ECLI:NL:GHAMS:2011:BR2377
Gerechtshof Amsterdam
- Hoger beroep
- J.P.A. Boersma
- A.P.M. van Rijn
- J.P. Kruimel
- Rechtspraak.nl
Heffing van begraafplaatsrechten en gevolgen van niet-betaling
In deze zaak heeft het Gerechtshof Amsterdam op 26 mei 2011 uitspraak gedaan in hoger beroep over de heffing van begraafplaatsrechten door de gemeente Enkhuizen voor de jaren 2002 tot en met 2007. De heffingsambtenaar had voor deze jaren aanslagen opgelegd, waartegen de belanghebbende, [Y], bezwaar had gemaakt. Voor de jaren 2002, 2005, 2006 en 2007 had de belanghebbende tijdig bezwaar gemaakt, terwijl voor de jaren 2003 en 2004 geen tijdig bezwaar was ingediend.
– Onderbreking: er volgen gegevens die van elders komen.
// ABOUTME: broker-tools — the Tool Surface: typed contracts shared by REST and MCP

pub mod catalog;
pub mod dispatch;
pub mod types;

pub use catalog::{catalog, Tool, ToolInputSchema, ToolInputSchemaProperty};
pub use dispatch::dispatch;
De rechtbank had eerder het beroep van de belanghebbende ongegrond verklaard, maar het Hof heeft de uitspraak van de rechtbank vernietigd voor de jaren 2003 en 2004, omdat de belanghebbende niet tijdig bezwaar had gemaakt. Het Hof bevestigde de uitspraak van de rechtbank voor de overige jaren, waarbij het Hof oordeelde dat de gemeente Enkhuizen terecht de begraafplaatsrechten had geheven. De belanghebbende had in 1984 het grafonderhoud voor tien jaar afgekocht, maar na deze periode was er geen sprake meer van afkoop. Het Hof oordeelde dat de heffingsambtenaar bevoegd was om rechten te heffen op basis van de Gemeentewet, en dat de belanghebbende niet had aangetoond dat de tarieven in strijd met de wet waren vastgesteld. De uitspraak van het Hof houdt in dat de heffingsambtenaar het griffierecht van € 149 aan de belanghebbende moet vergoeden, en dat er geen termen zijn voor een veroordeling in de kosten van de procedure in hoger beroep. De belanghebbende kan binnen zes weken na de verzenddatum beroep in cassatie instellen bij de Hoge Raad der Nederlanden.